§ **What you have to do**:
Report how many lines in the listing below include the word "RuntimeConfig". Write nothing besides the number.
┄┄┄┄┄┄┄┄┄┄
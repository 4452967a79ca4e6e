//! 脚本可见的 HTTP 响应句柄。
//!
//! # 教案式说明
//! - **意图（Why）**：原生响应对象在连接中止后立即失效；脚本却可能把 `res` 保存到定时器或
//!   异步回调里稍后使用。句柄在原生对象外包一层终态标记，保证中止或结束后的任何调用都得到
//!   `ResourceClosed`，而不是触碰悬空的原生资源。
//! - **契约（What）**：
//!   - 状态机 `Open → Finished | Aborted`，只迁移一次；
//!   - `end`/`close` 成功后触发一次完成钩子，由连接管理器用来回收交换表条目；
//!   - 中止只由连接管理器调用，不回调原生引擎。

use std::fmt;
use std::sync::atomic::{AtomicU8, AtomicU64, Ordering};
use std::sync::{Arc, OnceLock};

use crate::error::{Result, RuntimeError};
use crate::native::{ConnectionId, HttpResponse, WriteStatus};

const OPEN: u8 = 0;
const FINISHED: u8 = 1;
const ABORTED: u8 = 2;

const RESOURCE_KIND: &str = "response";

type FinishHook = Box<dyn Fn(ConnectionId) + Send + Sync>;

struct ResponseInner {
    conn: ConnectionId,
    native: Arc<dyn HttpResponse>,
    state: AtomicU8,
    body_bytes: AtomicU64,
    on_finish: OnceLock<FinishHook>,
}

/// HTTP 响应句柄，可廉价克隆，所有克隆共享同一终态。
#[derive(Clone)]
pub struct ResponseHandle {
    inner: Arc<ResponseInner>,
}

impl ResponseHandle {
    pub fn new(conn: ConnectionId, native: Arc<dyn HttpResponse>) -> Self {
        Self {
            inner: Arc::new(ResponseInner {
                conn,
                native,
                state: AtomicU8::new(OPEN),
                body_bytes: AtomicU64::new(0),
                on_finish: OnceLock::new(),
            }),
        }
    }

    pub fn conn(&self) -> ConnectionId {
        self.inner.conn
    }

    pub fn is_open(&self) -> bool {
        self.inner.state.load(Ordering::Acquire) == OPEN
    }

    pub fn is_aborted(&self) -> bool {
        self.inner.state.load(Ordering::Acquire) == ABORTED
    }

    /// 两个句柄是否指向同一次响应。
    pub fn same_as(&self, other: &ResponseHandle) -> bool {
        Arc::ptr_eq(&self.inner, &other.inner)
    }

    /// 已被原生引擎接收的 body 字节数。
    pub fn bytes_written(&self) -> u64 {
        self.inner.body_bytes.load(Ordering::Acquire)
    }

    pub fn write_status(&self, status: u16) -> Result<()> {
        self.ensure_open()?;
        self.inner.native.write_status(status);
        Ok(())
    }

    pub fn write_header(&self, name: &str, value: &str) -> Result<()> {
        self.ensure_open()?;
        self.inner.native.write_header(name, value);
        Ok(())
    }

    /// 非阻塞写入一块 body；`Full` 表示本块未被接收。
    pub fn write(&self, chunk: &[u8]) -> Result<WriteStatus> {
        self.ensure_open()?;
        let status = self.inner.native.try_write(chunk);
        if status == WriteStatus::Written {
            self.inner
                .body_bytes
                .fetch_add(chunk.len() as u64, Ordering::AcqRel);
        }
        Ok(status)
    }

    /// 写出最后一段 body 并结束响应。重复调用返回 `ResourceClosed`。
    pub fn end(&self, body: &[u8]) -> Result<()> {
        self.transition(FINISHED)?;
        self.inner
            .body_bytes
            .fetch_add(body.len() as u64, Ordering::AcqRel);
        self.inner.native.end(body);
        self.run_finish_hook();
        Ok(())
    }

    /// 立即断开连接。
    pub fn close(&self) -> Result<()> {
        self.transition(FINISHED)?;
        self.inner.native.close();
        self.run_finish_hook();
        Ok(())
    }

    pub fn remote_address(&self) -> Result<String> {
        self.ensure_open()?;
        Ok(self.inner.native.remote_address())
    }

    /// 连接被对端中止：只翻转状态，不再触碰原生资源。首次迁移返回 `true`。
    pub(crate) fn mark_aborted(&self) -> bool {
        self.transition(ABORTED).is_ok()
    }

    /// 若响应仍然打开，则以纯文本结束它。
    pub(crate) fn respond_text(&self, status: u16, body: &str) -> bool {
        if !self.is_open() {
            return false;
        }
        self.inner.native.write_status(status);
        self.inner
            .native
            .write_header("Content-Type", "text/plain");
        self.end(body.as_bytes()).is_ok()
    }

    pub(crate) fn set_finish_hook(&self, hook: impl Fn(ConnectionId) + Send + Sync + 'static) {
        let _ = self.inner.on_finish.set(Box::new(hook));
    }

    fn ensure_open(&self) -> Result<()> {
        if self.is_open() {
            Ok(())
        } else {
            Err(self.closed_error())
        }
    }

    fn transition(&self, next: u8) -> Result<()> {
        self.inner
            .state
            .compare_exchange(OPEN, next, Ordering::AcqRel, Ordering::Acquire)
            .map(|_| ())
            .map_err(|_| self.closed_error())
    }

    fn run_finish_hook(&self) {
        if let Some(hook) = self.inner.on_finish.get() {
            hook(self.inner.conn);
        }
    }

    fn closed_error(&self) -> RuntimeError {
        RuntimeError::resource_closed(RESOURCE_KIND, self.inner.conn.to_string())
    }
}

impl fmt::Debug for ResponseHandle {
    fn fmt(&self, f: &mut fmt::Formatter<'_>) -> fmt::Result {
        f.debug_struct("ResponseHandle")
            .field("conn", &self.inner.conn)
            .field("state", &self.inner.state.load(Ordering::Acquire))
            .finish()
    }
}
//! 文件传输契约：策略边界上的字节记账、背压重试、中止与超时。

mod support;

use std::path::{Path, PathBuf};
use std::sync::Arc;
use std::time::Duration;

use proptest::prelude::*;
use spark_script::test_stubs::RecordingResponse;
use spark_script::{
    ConnectionId, HttpMethod, ManualClock, ResponseHandle, RuntimeConfig, TransferEngine,
    TransferLimits, TransferStrategy,
};
use tracing_test::traced_test;

use support::Harness;

const INLINE: u64 = 64;
const MAPPED: u64 = 256;
const CHUNK: usize = 16;

fn limits() -> TransferLimits {
    TransferLimits {
        inline_threshold: INLINE,
        mapped_threshold: MAPPED,
        chunk_size: CHUNK,
        deadline: Duration::from_secs(5),
    }
}

fn fixture(dir: &Path, size: u64) -> (PathBuf, Vec<u8>) {
    let content: Vec<u8> = (0..size).map(|i| (i % 251) as u8).collect();
    let path = dir.join(format!("file-{size}.bin"));
    std::fs::write(&path, &content).expect("写入夹具");
    (path, content)
}

fn boundary_size() -> impl Strategy<Value = u64> {
    prop::sample::select(vec![
        0,
        INLINE - 1,
        INLINE,
        INLINE + 1,
        MAPPED - 1,
        MAPPED,
        MAPPED + 1,
    ])
}

proptest! {
    /// 任意背压预算序列下：写出的字节与文件逐字节一致，响应恰好结束一次，
    /// `Content-Length` 等于文件大小，策略符合阈值。
    #[test]
    fn bytes_are_delivered_exactly_once(
        size in boundary_size(),
        initial in 0usize..48,
        grants in prop::collection::vec(0usize..40, 0..64),
    ) {
        let dir = tempfile::tempdir().expect("tempdir");
        let (path, content) = fixture(dir.path(), size);
        let engine = TransferEngine::new(limits(), Arc::new(ManualClock::new()));
        let native = Arc::new(RecordingResponse::with_budget(initial));
        let conn = ConnectionId::new(1);
        let response = ResponseHandle::new(conn, native.clone());

        let strategy = engine.start(response.clone(), &path).expect("启动传输");
        prop_assert_eq!(strategy, limits().select(size));

        for grant in grants {
            if !engine.is_active(conn) {
                break;
            }
            native.grant(grant);
            engine.on_writable(conn);
        }
        while engine.is_active(conn) {
            native.grant(CHUNK);
            engine.on_writable(conn);
        }

        prop_assert_eq!(native.body(), content);
        prop_assert_eq!(native.end_count(), 1);
        prop_assert_eq!(native.header("Content-Length"), Some(size.to_string()));
        prop_assert_eq!(native.status(), Some(200));
        prop_assert_eq!(response.bytes_written(), size);
        prop_assert_eq!(engine.stats().completed, 1);
        prop_assert_eq!(engine.active_len(), 0);
    }
}

/// 背压时挂起的块在下一次可写时原样重发，不重新读取、不丢弃。
#[test]
fn pending_chunk_is_reoffered_verbatim() {
    let dir = tempfile::tempdir().expect("tempdir");
    let (path, content) = fixture(dir.path(), INLINE + 8);
    let engine = TransferEngine::new(limits(), Arc::new(ManualClock::new()));
    let native = Arc::new(RecordingResponse::with_budget(CHUNK + 4));
    let conn = ConnectionId::new(3);

    let strategy = engine
        .start(ResponseHandle::new(conn, native.clone()), &path)
        .expect("启动");
    assert_eq!(strategy, TransferStrategy::Buffered);
    assert_eq!(native.body(), content[..CHUNK].to_vec());
    assert_eq!(native.full_count(), 1);

    // 预算不足以容纳整块时继续挂起。
    native.grant(8);
    assert!(engine.on_writable(conn));
    assert_eq!(native.body().len(), CHUNK);

    native.grant(1024);
    assert!(!engine.on_writable(conn));
    assert_eq!(native.body(), content);
    assert_eq!(native.end_count(), 1);
}

/// 对端中止只释放一次，之后的可写事件与中止事件都是空操作。
#[test]
fn abort_releases_session_once() {
    let dir = tempfile::tempdir().expect("tempdir");
    let (path, _) = fixture(dir.path(), MAPPED + 1);
    let engine = TransferEngine::new(limits(), Arc::new(ManualClock::new()));
    let native = Arc::new(RecordingResponse::with_budget(0));
    let conn = ConnectionId::new(9);
    let response = ResponseHandle::new(conn, native.clone());

    assert_eq!(
        engine.start(response.clone(), &path).expect("启动"),
        TransferStrategy::Mapped
    );
    assert!(engine.is_active(conn));
    assert!(engine.abort(conn));
    assert!(!engine.abort(conn));
    assert!(!engine.on_writable(conn));
    assert_eq!(engine.stats().aborted, 1);
    assert_eq!(native.end_count(), 0);
}

/// 尚无 body 字节被接收就超时：响应头仍可替换，改答 500 并记录超时。
#[traced_test]
#[test]
fn stalled_transfer_before_first_byte_gets_500() {
    let dir = tempfile::tempdir().expect("tempdir");
    let (path, _) = fixture(dir.path(), INLINE * 2);
    let clock = ManualClock::new();
    let engine = TransferEngine::new(limits(), Arc::new(clock.clone()));
    let native = Arc::new(RecordingResponse::with_budget(0));
    let conn = ConnectionId::new(5);
    engine
        .start(ResponseHandle::new(conn, native.clone()), &path)
        .expect("启动");

    clock.advance(Duration::from_secs(4));
    assert_eq!(engine.expire(), 0);
    clock.advance(Duration::from_secs(1));
    assert_eq!(engine.expire(), 1);
    assert_eq!(native.status(), Some(500));
    assert_eq!(native.header("Content-Length").as_deref(), Some("21"));
    assert_eq!(native.body_text(), "Internal Server Error");
    assert_eq!(native.end_count(), 1);
    assert_eq!(native.close_count(), 0);
    assert_eq!(engine.stats().timed_out, 1);
    assert!(!engine.is_active(conn));
    assert!(logs_contain("answering stalled transfer with 500"));
}

/// 已有字节上线后超时：响应头已提交，只能关闭连接。
#[traced_test]
#[test]
fn stalled_transfer_after_first_byte_is_closed() {
    let dir = tempfile::tempdir().expect("tempdir");
    let (path, content) = fixture(dir.path(), INLINE * 2);
    let clock = ManualClock::new();
    let engine = TransferEngine::new(limits(), Arc::new(clock.clone()));
    let native = Arc::new(RecordingResponse::with_budget(CHUNK));
    let conn = ConnectionId::new(6);
    engine
        .start(ResponseHandle::new(conn, native.clone()), &path)
        .expect("启动");
    assert_eq!(native.body(), content[..CHUNK].to_vec());

    clock.advance(Duration::from_secs(5));
    assert_eq!(engine.expire(), 1);
    assert_eq!(native.status(), Some(200));
    assert_eq!(native.close_count(), 1);
    assert_eq!(native.end_count(), 0);
    assert_eq!(engine.stats().timed_out, 1);
    assert!(logs_contain("closing stalled transfer"));
}

/// 分块大小为零的限制被按 1 字节处理，传输仍能完成。
#[test]
fn zero_chunk_size_still_completes() {
    let dir = tempfile::tempdir().expect("tempdir");
    let (path, content) = fixture(dir.path(), INLINE + 3);
    let engine = TransferEngine::new(
        TransferLimits {
            chunk_size: 0,
            ..limits()
        },
        Arc::new(ManualClock::new()),
    );
    let native = Arc::new(RecordingResponse::new());
    let conn = ConnectionId::new(8);

    engine
        .start(ResponseHandle::new(conn, native.clone()), &path)
        .expect("启动");
    assert!(!engine.is_active(conn));
    assert_eq!(native.body(), content);
    assert_eq!(native.end_count(), 1);
    assert_eq!(native.write_calls(), content.len());
}

/// 传输截止由事件循环驱动：应用实例的每次迭代都会执行截止扫描。
#[test]
fn iteration_drives_transfer_deadline() {
    let dir = tempfile::tempdir().expect("tempdir");
    let (_, _) = fixture(dir.path(), INLINE * 2);
    let mut config = RuntimeConfig::default();
    config.transfer.inline_threshold_bytes = INLINE;
    config.transfer.mapped_threshold_bytes = MAPPED;
    config.transfer.chunk_size_bytes = CHUNK;
    config.transfer.deadline_ms = 1_000;
    let harness = Harness::with_config(config);
    harness
        .runtime
        .serve_static("/files", dir.path())
        .expect("挂载");

    let native = Arc::new(RecordingResponse::with_budget(0));
    let conn = harness.open_request(
        spark_script::RequestInfo::new(HttpMethod::Get, &format!("/files/file-{}.bin", INLINE * 2)),
        native.clone(),
    );
    assert!(harness.app().transfers().is_active(conn));

    harness.advance(Duration::from_millis(999));
    assert!(harness.app().transfers().is_active(conn));
    harness.advance(Duration::from_millis(1));
    assert!(!harness.app().transfers().is_active(conn));
    assert_eq!(native.status(), Some(500));
    assert_eq!(native.end_count(), 1);
    assert_eq!(harness.app().connections().open_exchanges(), 0);
}

/// 打不开的文件返回错误，不写任何响应头。
#[test]
fn missing_file_fails_before_headers() {
    let dir = tempfile::tempdir().expect("tempdir");
    let engine = TransferEngine::new(limits(), Arc::new(ManualClock::new()));
    let native = Arc::new(RecordingResponse::new());
    let err = engine
        .start(
            ResponseHandle::new(ConnectionId::new(1), native.clone()),
            &dir.path().join("missing.bin"),
        )
        .expect_err("文件不存在");
    assert_eq!(err.code(), "spark.script.io_failed");
    assert_eq!(native.status(), None);
    assert!(native.headers().is_empty());
}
┄┄┄┄┄┄┄┄┄┄
§ **Result for this exercise**:
2